The Marijuana Debate

Yeah lots of correlation.

What correlation are you looking for? The only correlation the authors are claiming is measurable structural abnormality in the brain that is observable in marijuana users. It's not the first study that has identified similar findings.

That said, the instant study is underpowered and has some other limitations. It's not the Holy Grail of cannabis research, but it is--as far as I know--the newest study to be published on the subject in a peer-reviewed journal.
 
What correlation are you looking for? The only correlation the authors are claiming is measurable structural abnormality in the brain that is observable in marijuana users. It's not the first study that has identified similar findings.

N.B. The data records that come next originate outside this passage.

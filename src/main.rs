use actix::prelude::*;
use rust_decimal::Decimal;
use std::sync::Arc;
use std::time::Duration;
use tracing_subscriber::{fmt, prelude::*, EnvFilter};

use orders_producer::config::{PublisherBackend, Settings, StoreBackend};
use orders_producer::domain::order::{
    LifecycleError, OrderIntent, OrderItem, OrderLifecycleService, OrderLocks, OrderStatus,
};
use orders_producer::health::HealthMonitorActor;
use orders_producer::messaging::{AmqpPublisher, InMemoryPublisher, OrderPublisher};
use orders_producer::metrics::{self, Metrics};
use orders_producer::redelivery::RedeliveryActor;
use orders_producer::store::{InMemoryOrderStore, OrderStore, ScyllaOrderStore};

const HEALTH_POLL_INTERVAL: Duration = Duration::from_secs(10);

#[actix::main]
async fn main() -> anyhow::Result<()> {
    // Default to INFO, override with RUST_LOG (e.g. RUST_LOG=debug cargo run)
    tracing_subscriber::registry()
        .with(fmt::layer().with_target(true).with_thread_ids(true))
        .with(
            EnvFilter::try_from_default_env()
                .unwrap_or_else(|_| EnvFilter::new("info,orders_producer=debug")),
        )
        .init();

    tracing::info!("🚀 Starting orders producer");

    // === 1. Settings ===
    let settings = Settings::from_env()?;
    tracing::info!(settings = ?settings, "Configuration loaded");

    // === 2. Prometheus metrics ===
    let metrics = Arc::new(Metrics::new()?);
    tracing::info!("📊 Metrics registry created with {} metrics", metrics.registry().gather().len());

    // === 3. Order store ===
    let store: Arc<dyn OrderStore> = match settings.store_backend {
        StoreBackend::Memory => Arc::new(InMemoryOrderStore::new()),
        StoreBackend::Scylla => {
            Arc::new(ScyllaOrderStore::connect(&settings.scylla_node, &settings.keyspace).await?)
        }
    };
    tracing::info!(backend = store.backend_name(), "Order store ready");

    // === 4. Publisher (long-lived broker connection, opened lazily if the broker is down) ===
    let publisher: Arc<dyn OrderPublisher> = match settings.publisher_backend {
        PublisherBackend::Amqp => Arc::new(
            AmqpPublisher::connect(settings.publisher_config(), Some(metrics.clone())).await,
        ),
        PublisherBackend::Memory => Arc::new(InMemoryPublisher::new(settings.orders_queue.clone())),
    };

    // === 5. Actors ===
    // One lock registry shared by the service and redelivery
    let locks = OrderLocks::new();
    let health = HealthMonitorActor::new(publisher.clone(), store.clone(), HEALTH_POLL_INTERVAL).start();
    let redelivery = RedeliveryActor::new(store.clone(), publisher.clone(), settings.redelivery_interval)
        .with_metrics(metrics.clone())
        .with_locks(locks.clone())
        .start();

    // === 6. Metrics / health HTTP server ===
    let registry = metrics.registry().clone();
    let metrics_port = settings.metrics_port;
    let health_addr = health.clone();
    actix::spawn(async move {
        if let Err(e) = metrics::start_metrics_server(registry, health_addr, metrics_port).await {
            tracing::error!("Metrics server error: {}", e);
        }
    });

    // === 7. Lifecycle service ===
    let service = OrderLifecycleService::new(store.clone(), publisher.clone())
        .with_metrics(metrics.clone())
        .with_locks(locks)
        .with_redelivery(redelivery.clone());

    if settings.run_demo {
        if let Err(e) = demonstrate_lifecycle(&service).await {
            tracing::error!(error = %e, kind = e.kind(), "Lifecycle demonstration stopped");
        }
    }

    tracing::info!("⏳ Running, press Ctrl-C to stop");
    tokio::signal::ctrl_c().await?;

    tracing::info!("Shutting down");
    if let Err(e) = publisher.close().await {
        tracing::warn!(error = %e, "Publisher did not close cleanly");
    }
    System::current().stop();

    Ok(())
}

/// Walks one order through create, edit, kitchen acceptance and a rejected edit.
async fn demonstrate_lifecycle(service: &OrderLifecycleService) -> Result<(), LifecycleError> {
    tracing::info!("📝 Demonstrating order lifecycle");

    let intent = OrderIntent::new(
        "  Juan ",
        "5",
        vec![OrderItem::new("Pizza", 1, Decimal::from(20000))?],
    )?;
    let order = match service.create(intent).await {
        Ok(order) => order,
        // Persisted anyway; the redelivery actor picks it up
        Err(LifecycleError::Delivery { order, source }) => {
            tracing::warn!(order_id = %order.id, error = %source, "Order created but not yet delivered");
            *order
        }
        Err(e) => return Err(e),
    };
    tracing::info!("✅ Order created: {}", order.id);

    let edit = OrderIntent::new(
        "Juan",
        "5",
        vec![
            OrderItem::new("Pizza", 2, Decimal::from(20000))?,
            OrderItem::new("Refresco", 2, Decimal::from(3000))?,
        ],
    )?;
    match service.update(&order.id, edit).await {
        Ok(updated) => tracing::info!("✅ Order updated: {} ({} items)", updated.id, updated.items.len()),
        Err(LifecycleError::Delivery { source, .. }) => {
            tracing::warn!(order_id = %order.id, error = %source, "Order updated but not yet delivered")
        }
        Err(e) => return Err(e),
    }

    match service.set_status(&order.id, OrderStatus::Preparing).await {
        Ok(_) | Err(LifecycleError::Delivery { .. }) => {
            tracing::info!("👨‍🍳 Kitchen accepted order: {}", order.id)
        }
        Err(e) => return Err(e),
    }

    let late_edit = OrderIntent::new(
        "Juan",
        "5",
        vec![OrderItem::new("Lasagna", 1, Decimal::from(25000))?],
    )?;
    match service.update(&order.id, late_edit).await {
        Err(e @ LifecycleError::EditForbidden { .. }) => tracing::info!("✅ Edit rejected as expected: {}", e),
        other => tracing::warn!(result = ?other.map(|o| o.id), "Edit of a preparing order was not rejected"),
    }

    tracing::info!("🎉 Demo complete, {} order(s) stored", service.list().await?.len());
    Ok(())
}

That said, the instant study is underpowered and has some other limitations. It's not the Holy Grail of cannabis research, but it is--as far as I know--the newest study to be published on the subject in a peer-reviewed journal.

I'm not looking for anything, i would just like to see causation when the headline for studies is "cannabis shown to cause brain damage."
 
Some enterprising youngsters out in Colorado.
http://www.foxnews.com/us/2014/04/23/4th-grader-sells-pot-in-northern-colorado/

School officials in northern Colorado are asking parents to take care with their newly legal recreational marijuana, after fourth-graders were caught dealing the drug on an elementary school campus.
John Gates, director of safety for Weld County School District 6, said Wednesday that the students involved, three 10-year-old boys and a 10-year-old girl at Greeley's Monfort Elementary School, faced tough discipline but not suspension or expulsion. He would not elaborate on their punishment.

"This could not have happened had they secured their marijuana," Gates said of the grandparents, urging adults to take care with the drug. "Nothing good's going to come from having 10-year-olds find it, use it or take it to school."
 
More likely that medical marijuana leads to the legalization of recreational use, and maybe that would indeed increase the use in teens?
 
More likely that medical marijuana leads to the legalization of recreational use, and maybe that would indeed increase the use in teens?

But the study said.....not that, if you have more research than the quoted study post that shit up. But the consensus seems to say that when legalized in any capacity, marijuana use amongst adolescents decreases.
 
But the study said.....not that, if you have more research than the quoted study post that shit up. But the consensus seems to say that when legalized in any capacity, marijuana use amongst adolescents decreases.

Oh you and your "facts/science".

TLDR is always ruining emotional arguments with facts and studies... he's like the Grinch of arguments. :hmm::wall: Friggin Killjoy.:ROFLMAO::ROFLMAO::ROFLMAO:
 
But the study said.....not that, if you have more research than the quoted study post that shit up. But the consensus seems to say that when legalized in any capacity, marijuana use amongst adolescents decreases.

How about taking it down a notch? I asked a question. This study says specifically that what I am asking is important. The study also says that the States in which this was passed already had high adolescent use.

Until 2011, no states allowed recreational marijuana use, but four states (Colorado, Washington, Alaska, and Oregon) and the District of Columbia have now passed laws permitting adult recreational use. Concerns exist that, at least to some extent, efforts to legalise medical marijuana are actually concealed efforts to eventually legalise recreational use. Because we examined only laws governing medical use, this report does not address the debate about legal recreational use. Research into the relationship between legalisation of recreational marijuana and adolescent marijuana use is important, but such associations cannot be inferred from the present study.

Our findings, consistent with previous evidence, suggest that passage of state medical marijuana laws does not increase adolescent use of marijuana. However, overall, adolescent use is higher in states that ever passed such a law than in other states.
 
New study that accounts for many of the variables discussed earlier in the thread(alcohol use, prior damage, age, gender) is out. They found no association between daily Marijuana use and brain abnormalities in both adults and adolescents.
Link: http://m.jneurosci.org/content/35/4/1505.abstract

Can't read the paper as you need a paid membership to view it.

How many people in the study, and how long ?
 
Can't read the paper as you need a paid membership to view it.

How many people in the study, and how long ?

I'm on my phone now, I used my wife's library access to read it before, 24 years of data on the subject though.
 
If a study of a million people over 24 years shows that marijuana use does not damage brain tissue, it will force many of us to abandon basically a lifetime of wrong thinking.

I would love to read the study, but at the moment, I'm still convinced using weed - especially in the younger years- does some kind of damage. I just know way too many stoners (admittedly very high quantity of use) who seemed to have stunted their brain function in some small- but often noticeable way. Granted, that's anecdotal, and a tiny number compared to the million people in the study, but I'd like to see the study.


If it's a "survey", I can already tell I'm going to have issues with it.
 
OK, it IS a survey, but not the kind I was thinking. It's a survey, as in, a review of the data (including MRI's), not a survey, as in "polling".

I was imagining maybe some kind of multiple choice questionnaire being filled out by stoners.